Nick Mamalis, MD, professor of ophthalmology, Moran Eye Center, University of Utah, Salt Lake City, pointed out that what made this recent case unique was that the BAIT-like syndrome was unilateral with intracameral moxifloxacin given. “The previous cases of whatever causes this BAIT-like syndrome were associated with bilateral disease,” Dr. Mamalis said. Also, while it has been associated with systemic moxifloxacin, in only one investigation were some of the cases associated with intraocular moxifloxacin.
He noted that the case involved a vitrectomy, not cataract surgery. “Usually when you have to do a vitrectomy, you give intravitreal antibiotics, but they gave intracameral moxifloxacin,” Dr. Mamalis said. “The patient was fine initially in the postoperative period and developed this condition 3 weeks later.” While it’s always difficult to ascribe a syndrome like this to an intracameral injection after a prolonged period, such delays have been seen in other syndromes, Dr. Mamalis noted. For example, with hemorrhagic occlusive retinal vasculitis (HORV) there is a delayed onset of the severe inflammatory reaction, which may not occur until a couple of weeks after surgery. “The fact that it’s delayed doesn’t mean that you can’t ascribe it to the moxifloxacin, but there’s no proof,” he said. “It’s hard to ascribe any significance to a one-time occurrence when we’re still not sure that the antibiotic is the cause.”
On the other hand, you can’t dismiss something because there has been a large amount of an agent used without an issue, Dr. Mamalis stressed, adding that with HORV, there were those who proclaimed that vancomycin had been used for 20,000 cases and this had never been seen.
Overall, when it comes to keeping endophthalmitis at bay, Dr. Mamalis thinks that moxifloxacin has been shown to be a valuable medication. The intracameral dosing of the preservative-free moxifloxacin in multiple studies has not been shown to cause any form of toxicity and certainly nothing like this BAIT syndrome, he stressed. “With just one case, we still don’t know for sure if it’s related to the antibiotic, but I would not recommend that surgeons consider stopping moxifloxacin,” Dr. Mamalis said. “I think it’s a valuable antibiotic to use, and I think study after study has shown that it’s safe in the small dose that we use in the anterior chamber following surgery.”


1. Arshinoff SA, et al. Intracameral cefuroxime, moxifloxacin, and vancomycin: their doses, abatement rates, and relative efficacies in preventing postoperative endophthalmitis.
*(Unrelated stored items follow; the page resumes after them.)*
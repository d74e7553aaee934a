// src/config/model.rs

use std::path::PathBuf;
use std::time::Duration;

use serde::Deserialize;

/// Configuration as read from a TOML file, before validation.
///
/// ```toml
/// [gftp]
/// binary = "/opt/golem/gftp"
/// gsb_url = "tcp://127.0.0.1:7464"
///
/// [timeouts]
/// shutdown_grace = "5s"
/// publish = "60s"
/// download = "30m"
/// ```
///
/// Every section and key is optional.
#[derive(Debug, Clone, Deserialize, Default)]
#[serde(deny_unknown_fields)]
pub struct RawConfigFile {
    #[serde(default)]
    pub gftp: GftpSection,

    #[serde(default)]
    pub timeouts: RawTimeouts,
}

/// `[gftp]` section.
#[derive(Debug, Clone, Deserialize, Default, PartialEq, Eq)]
#[serde(deny_unknown_fields)]
pub struct GftpSection {
    /// Path to the gftp executable.
    ///
    /// If `None`, `GFTP_BIN` and then `PATH` are consulted.
    #[serde(default)]
    pub binary: Option<PathBuf>,

    /// Value exported as `GSB_URL` to every gftp process.
    #[serde(default)]
    pub gsb_url: Option<String>,
}

/// `[timeouts]` section with durations still as strings (`"3s"`, `"250ms"`).
#[derive(Debug, Clone, Deserialize, Default)]
#[serde(deny_unknown_fields)]
pub struct RawTimeouts {
    #[serde(default)]
    pub shutdown_grace: Option<String>,
    #[serde(default)]
    pub publish: Option<String>,
    #[serde(default)]
    pub download: Option<String>,
}

/// Validated configuration.
///
/// Only constructible via `TryFrom<RawConfigFile>` (or [`ConfigFile::default`]),
/// so every `ConfigFile` holds parsed durations.
#[derive(Debug, Clone, Default, PartialEq)]
pub struct ConfigFile {
    pub gftp: GftpSection,
    pub timeouts: Timeouts,
}

impl ConfigFile {
    pub(crate) fn new_unchecked(gftp: GftpSection, timeouts: Timeouts) -> Self {
        Self { gftp, timeouts }
    }
}

pub const DEFAULT_SHUTDOWN_GRACE: Duration = Duration::from_secs(5);

/// Bounds on how long the API waits for gftp.
#[derive(Debug, Clone, Copy, PartialEq, Eq)]
pub struct Timeouts {
    /// Time between the interrupt sent by unpublish and a forced kill.
    pub shutdown_grace: Duration,

    /// Bound on waiting for a publish URL; `None` waits forever.
    pub publish: Option<Duration>,

    /// Bound on wait-for-download; `None` waits forever.
    pub download: Option<Duration>,
}

impl Default for Timeouts {
    fn default() -> Self {
        Self {
            shutdown_grace: DEFAULT_SHUTDOWN_GRACE,
            publish: None,
            download: None,
        }
    }
}
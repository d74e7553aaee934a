// src/fs/mod.rs

//! File helpers used around transfers: random test files and byte-exact
//! comparison.

use std::fs::File;
use std::io::{BufWriter, Read, Write};
use std::path::Path;

use anyhow::Context;
use rand::distributions::Alphanumeric;
use rand::{Rng, RngCore};
use tracing::debug;

use crate::errors::{GftpError, Result};

/// Largest block of random bytes held in memory while generating a file.
pub const MAX_RANDOM_CHUNK: usize = 20_000_000;

const COMPARE_CHUNK: usize = 1_000_000;

/// Write exactly `size` random bytes to `path`, replacing any existing file.
///
/// One random block of at most [`MAX_RANDOM_CHUNK`] bytes is generated and
/// repeated, so large files are cheap to produce.
pub fn generate_random_file(path: &Path, size: u64) -> Result<()> {
    let chunk_count = size / MAX_RANDOM_CHUNK as u64 + 1;
    let chunk_size = (size / chunk_count) as usize;

    debug!(?path, size, chunk_size, "generating random file");

    let mut block = vec![0u8; chunk_size];
    rand::thread_rng().fill_bytes(&mut block);

    let file = File::create(path).with_context(|| format!("creating file {:?}", path))?;
    let mut writer = BufWriter::new(file);

    let mut remaining = size;
    while remaining > 0 {
        let n = remaining.min(chunk_size as u64) as usize;
        writer
            .write_all(&block[..n])
            .with_context(|| format!("writing to file {:?}", path))?;
        remaining -= n as u64;
    }

    writer
        .flush()
        .with_context(|| format!("flushing file {:?}", path))?;
    Ok(())
}

/// Fail unless both files exist and have identical size and content.
pub fn check_files_identical(a: &Path, b: &Path) -> Result<()> {
    for path in [a, b] {
        if !path.is_file() {
            return Err(GftpError::FileNotFound(path.to_path_buf()));
        }
    }

    let size_a = std::fs::metadata(a)?.len();
    let size_b = std::fs::metadata(b)?.len();
    if size_a != size_b {
        return Err(GftpError::FilesDiffer(format!(
            "size mismatch ({size_a} vs {size_b} bytes)"
        )));
    }

    let mut file_a = File::open(a).with_context(|| format!("opening file {:?}", a))?;
    let mut file_b = File::open(b).with_context(|| format!("opening file {:?}", b))?;
    let mut buf_a = vec![0u8; COMPARE_CHUNK];
    let mut buf_b = vec![0u8; COMPARE_CHUNK];
    let mut offset: u64 = 0;

    loop {
        let n = read_full(&mut file_a, &mut buf_a)?;
        let m = read_full(&mut file_b, &mut buf_b)?;
        if n != m || buf_a[..n] != buf_b[..m] {
            return Err(GftpError::FilesDiffer(format!(
                "content mismatch in block starting at byte {offset}"
            )));
        }
        if n == 0 {
            return Ok(());
        }
        offset += n as u64;
    }
}

/// Fill `buf` as far as the reader allows; short only at EOF.
fn read_full(reader: &mut impl Read, buf: &mut [u8]) -> Result<usize> {
    let mut filled = 0;
    while filled < buf.len() {
        let n = reader.read(&mut buf[filled..])?;
        if n == 0 {
            break;
        }
        filled += n;
    }
    Ok(filled)
}

/// Random ASCII letters and digits, for unique scratch file names.
pub fn random_chars(len: usize) -> String {
    rand::thread_rng()
        .sample_iter(&Alphanumeric)
        .take(len)
        .map(char::from)
        .collect()
}
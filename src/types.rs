// src/types.rs

use std::fmt;
use std::process::ExitStatus;
use std::time::Duration;

/// Final status of a gftp process.
///
/// `Signal` is the distinguished marker for a process that was terminated by
/// a signal and therefore has no exit code of its own. `Unknown` means the
/// process is gone but its status could not be obtained.
#[derive(Debug, Clone, Copy, PartialEq, Eq)]
pub enum ExitCode {
    Code(i32),
    Signal(i32),
    Unknown,
}

impl ExitCode {
    pub fn from_status(status: ExitStatus) -> Self {
        if let Some(code) = status.code() {
            return ExitCode::Code(code);
        }

        #[cfg(unix)]
        {
            use std::os::unix::process::ExitStatusExt;
            if let Some(signal) = status.signal() {
                return ExitCode::Signal(signal);
            }
        }

        ExitCode::Unknown
    }

    pub fn success(&self) -> bool {
        matches!(self, ExitCode::Code(0))
    }

    /// Numeric exit code, if the process exited normally.
    pub fn code(&self) -> Option<i32> {
        match self {
            ExitCode::Code(c) => Some(*c),
            ExitCode::Signal(_) | ExitCode::Unknown => None,
        }
    }
}

impl fmt::Display for ExitCode {
    fn fmt(&self, f: &mut fmt::Formatter<'_>) -> fmt::Result {
        match self {
            ExitCode::Code(c) => write!(f, "exit code {c}"),
            ExitCode::Signal(s) => write!(f, "signal {s}"),
            ExitCode::Unknown => f.write_str("unknown exit status"),
        }
    }
}

/// Which gftp subcommand an operation is driving.
#[derive(Debug, Clone, Copy, PartialEq, Eq)]
pub enum OperationKind {
    Publish,
    Download,
}

impl fmt::Display for OperationKind {
    fn fmt(&self, f: &mut fmt::Formatter<'_>) -> fmt::Result {
        match self {
            OperationKind::Publish => f.write_str("publish"),
            OperationKind::Download => f.write_str("download"),
        }
    }
}

/// Parse a simple duration string like `"3s"`, `"250ms"`, `"1m"`, `"2h"`.
pub fn parse_duration(s: &str) -> Result<Duration, String> {
    let s = s.trim();
    if s.is_empty() {
        return Err("empty duration string".to_string());
    }

    // Find the boundary between digits and suffix.
    let idx = s
        .chars()
        .position(|c| !c.is_ascii_digit())
        .ok_or_else(|| "duration missing unit suffix".to_string())?;

    let (num_part, unit_part) = s.split_at(idx);
    let value: u64 = num_part
        .parse()
        .map_err(|e| format!("invalid duration number '{}': {}", num_part, e))?;
    let unit = unit_part.trim().to_lowercase();

    let secs_per_unit = match unit.as_str() {
        "ms" => return Ok(Duration::from_millis(value)),
        "s" => 1,
        "m" => 60,
        "h" => 60 * 60,
        _ => {
            return Err(format!(
                "unsupported duration unit '{}'; expected ms, s, m, or h",
                unit
            ));
        }
    };

    value
        .checked_mul(secs_per_unit)
        .map(Duration::from_secs)
        .ok_or_else(|| format!("duration '{}' is too large", s))
}
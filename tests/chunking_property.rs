// tests/chunking_property.rs

use proptest::prelude::*;

use gftpwrap::context::OperationState;
use gftpwrap::event::{LineBuffer, handle_line};
use gftpwrap::types::OperationKind;

const STREAM: &str = concat!(
    "gftp starting\n",
    r#"{"cur": 0, "tot": 300, "spc": 0, "spt": 0, "elp": 0}"#,
    "\n",
    r#"{"cur": 150, "tot": 300, "spc": 80, "spt": 75, "elp": 2}"#,
    "\r\n",
    "\n",
    r#"{"result": [{"file": "a.bin", "url": "gftp://0x1/a"}, {"file": "b.bin", "url": "gftp://0x1/b"}]}"#,
    "\n",
    "unparseable { noise\n",
    r#"{"cur": 300, "tot": 300, "spc": 90, "spt": 80, "elp": 4}"#,
);

fn run_chunks(chunks: &[&[u8]]) -> OperationState {
    run_chunks_with(LineBuffer::new(), chunks)
}

fn run_chunks_with(mut buf: LineBuffer, chunks: &[&[u8]]) -> OperationState {
    let mut state = OperationState::new();
    for chunk in chunks {
        for line in buf.push(chunk) {
            handle_line(OperationKind::Download, &line, &mut state);
        }
    }
    if let Some(rest) = buf.finish() {
        handle_line(OperationKind::Download, &rest, &mut state);
    }
    state
}

/// Split `bytes` at the given (sorted, deduplicated) cut points.
fn split_at_points<'a>(bytes: &'a [u8], mut cuts: Vec<usize>) -> Vec<&'a [u8]> {
    cuts.iter_mut().for_each(|c| *c %= bytes.len() + 1);
    cuts.sort_unstable();
    cuts.dedup();

    let mut chunks = Vec::new();
    let mut start = 0;
    for cut in cuts {
        chunks.push(&bytes[start..cut]);
        start = cut;
    }
    chunks.push(&bytes[start..]);
    chunks
}

#[test]
fn whole_stream_produces_expected_state() {
    let state = run_chunks(&[STREAM.as_bytes()]);

    assert_eq!(state.published().len(), 2);
    assert_eq!(state.url(), Some("gftp://0x1/b"));
    assert_eq!(state.progress().map(|p| p.current), Some(300));
    assert!(state.error().is_none());
}

proptest! {
    #[test]
    fn final_state_does_not_depend_on_chunk_boundaries(
        cuts in proptest::collection::vec(any::<usize>(), 0..24)
    ) {
        let whole = run_chunks(&[STREAM.as_bytes()]);
        let chunks = split_at_points(STREAM.as_bytes(), cuts);
        let split = run_chunks(&chunks);

        prop_assert_eq!(split, whole);
    }

    #[test]
    fn dropping_long_lines_does_not_depend_on_chunk_boundaries(
        cuts in proptest::collection::vec(any::<usize>(), 0..24)
    ) {
        // Everything but the result batch fits.
        let limit = 60;
        let whole = run_chunks_with(LineBuffer::with_limit(limit), &[STREAM.as_bytes()]);
        let chunks = split_at_points(STREAM.as_bytes(), cuts);
        let split = run_chunks_with(LineBuffer::with_limit(limit), &chunks);

        prop_assert!(whole.published().is_empty());
        prop_assert_eq!(whole.progress().map(|p| p.current), Some(300));
        prop_assert_eq!(split, whole);
    }
}
// src/proc/supervisor.rs

//! Per-process supervisor for streaming operations.

use std::sync::Arc;
use std::time::Duration;

use tokio::io::{AsyncBufReadExt, AsyncReadExt, BufReader};
use tokio::process::{Child, ChildStderr, ChildStdout};
use tokio::sync::{mpsc, watch};
use tokio::task::JoinHandle;
use tracing::{debug, error, info, warn};

use crate::context::{OperationContext, OperationState};
use crate::event::{self, LineBuffer};
use crate::types::{ExitCode, OperationKind};

use super::launcher::Launched;
use super::signal;

const READ_CHUNK: usize = 8 * 1024;

/// How long to keep reading pipes after the process itself has exited.
///
/// A grandchild that inherited the pipes can keep them open indefinitely.
const PIPE_DRAIN_GRACE: Duration = Duration::from_secs(2);

/// Requests a caller can make of a running process.
#[derive(Debug, Clone, Copy, PartialEq, Eq)]
pub enum ControlSignal {
    Interrupt,
    Kill,
}

type StateWriter = Arc<watch::Sender<OperationState>>;

/// Take ownership of a launched child and return the caller's handle.
///
/// Spawns three Tokio tasks: the stdout pump, the stderr drain and the
/// supervisor that waits for the process. The `Child` is moved into the
/// supervisor and reaped exactly once there.
pub(crate) fn supervise(launched: Launched, kind: OperationKind) -> OperationContext {
    let Launched {
        child,
        stdout,
        stderr,
    } = launched;
    let pid = child.id();

    let (state_tx, state_rx) = watch::channel(OperationState::new());
    let state_tx: StateWriter = Arc::new(state_tx);
    let (control_tx, control_rx) = mpsc::channel::<ControlSignal>(8);

    let stdout_task = tokio::spawn(pump_stdout(kind, stdout, Arc::clone(&state_tx)));
    let stderr_task = tokio::spawn(drain_stderr(kind, stderr));

    tokio::spawn(async move {
        run_supervisor(kind, child, control_rx, stdout_task, stderr_task, state_tx).await;
        debug!(op = %kind, "supervisor finished");
    });

    OperationContext::new(kind, pid, state_rx, control_tx)
}

async fn pump_stdout(kind: OperationKind, mut stdout: ChildStdout, state: StateWriter) {
    let mut lines = LineBuffer::new();
    let mut chunk = vec![0u8; READ_CHUNK];

    loop {
        let n = match stdout.read(&mut chunk).await {
            Ok(0) => break,
            Ok(n) => n,
            Err(e) => {
                warn!(op = %kind, error = %e, "reading gftp stdout failed");
                break;
            }
        };

        for line in lines.push(&chunk[..n]) {
            state.send_modify(|s| event::handle_line(kind, &line, s));
        }
    }

    if let Some(rest) = lines.finish() {
        state.send_modify(|s| event::handle_line(kind, &rest, s));
    }

    debug!(op = %kind, "stdout closed");
}

/// Consume stderr until EOF so the pipe never fills or closes early; log at
/// debug. Bytes are decoded lossily, so invalid UTF-8 does not stop the drain.
async fn drain_stderr(kind: OperationKind, stderr: ChildStderr) {
    let mut reader = BufReader::new(stderr);
    let mut line = Vec::new();

    loop {
        line.clear();
        match reader.read_until(b'\n', &mut line).await {
            Ok(0) => break,
            Ok(_) => {
                let text = String::from_utf8_lossy(&line);
                debug!(op = %kind, "stderr: {}", text.trim_end());
            }
            Err(e) => {
                warn!(op = %kind, error = %e, "reading gftp stderr failed");
                break;
            }
        }
    }
}

async fn run_supervisor(
    kind: OperationKind,
    mut child: Child,
    mut control_rx: mpsc::Receiver<ControlSignal>,
    mut stdout_task: JoinHandle<()>,
    mut stderr_task: JoinHandle<()>,
    state: StateWriter,
) {
    let mut control_open = true;

    // Either the process exits on its own, or a caller asks us to stop it.
    let status = loop {
        tokio::select! {
            status = child.wait() => break status,

            signal = control_rx.recv(), if control_open => match signal {
                Some(signal) => deliver(kind, &mut child, signal),
                None => {
                    control_open = false;
                    info!(op = %kind, "operation handle dropped while running; killing gftp process");
                    if let Err(e) = child.start_kill() {
                        warn!(op = %kind, error = %e, "failed to kill orphaned gftp process");
                    }
                }
            },
        }
    };

    let code = match status {
        Ok(status) => ExitCode::from_status(status),
        Err(e) => {
            error!(op = %kind, error = %e, "waiting for gftp process failed");
            ExitCode::Unknown
        }
    };

    // The last lines may still be in flight; they must land before the exit.
    finish_pipe(kind, "stdout", &mut stdout_task).await;
    finish_pipe(kind, "stderr", &mut stderr_task).await;

    info!(
        op = %kind,
        exit_code = %code,
        success = code.success(),
        "gftp process exited"
    );

    state.send_modify(|s| {
        s.set_exit(code);
    });
}

fn deliver(kind: OperationKind, child: &mut Child, signal: ControlSignal) {
    let res = match signal {
        ControlSignal::Interrupt => signal::interrupt(child),
        ControlSignal::Kill => child.start_kill(),
    };

    match res {
        Ok(()) => info!(op = %kind, ?signal, "signal sent to gftp process"),
        Err(e) => warn!(op = %kind, ?signal, error = %e, "failed to signal gftp process"),
    }
}

async fn finish_pipe(kind: OperationKind, pipe: &'static str, task: &mut JoinHandle<()>) {
    match tokio::time::timeout(PIPE_DRAIN_GRACE, &mut *task).await {
        Ok(Ok(())) => {}
        Ok(Err(e)) => warn!(op = %kind, pipe, error = %e, "pipe reader task failed"),
        Err(_) => {
            warn!(op = %kind, pipe, "pipe still open after process exit; abandoning reader");
            task.abort();
        }
    }
}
Presented at the 2018 American Academy of Ophthalmology Annual Meeting.
2. Arshinoff SA, Modabber M. Dose and administration of intracameral moxifloxacin for prophylaxis of postoperative endophthalmitis. J Cataract Refract Surg. 2016;42:1730–1741.
3. Light JG, Falkenberry SM. Unilateral bilateral acute iris transillumination-like syndrome after intracameral moxifloxacin injection for intraoperative endophthalmitis prophylaxis. JCRS Online Case Reports. 2019;7:3–5.
4. Sandhu HS, et al. Oral fluoroquinolones and the risk of uveitis. JAMA Ophthalmol. 2016; 134:38–43.

Editors’ note: Dr. Arshinoff has financial interests with Entod International (Mumbai, India). Dr. Mamalis has no financial interests related to his comments.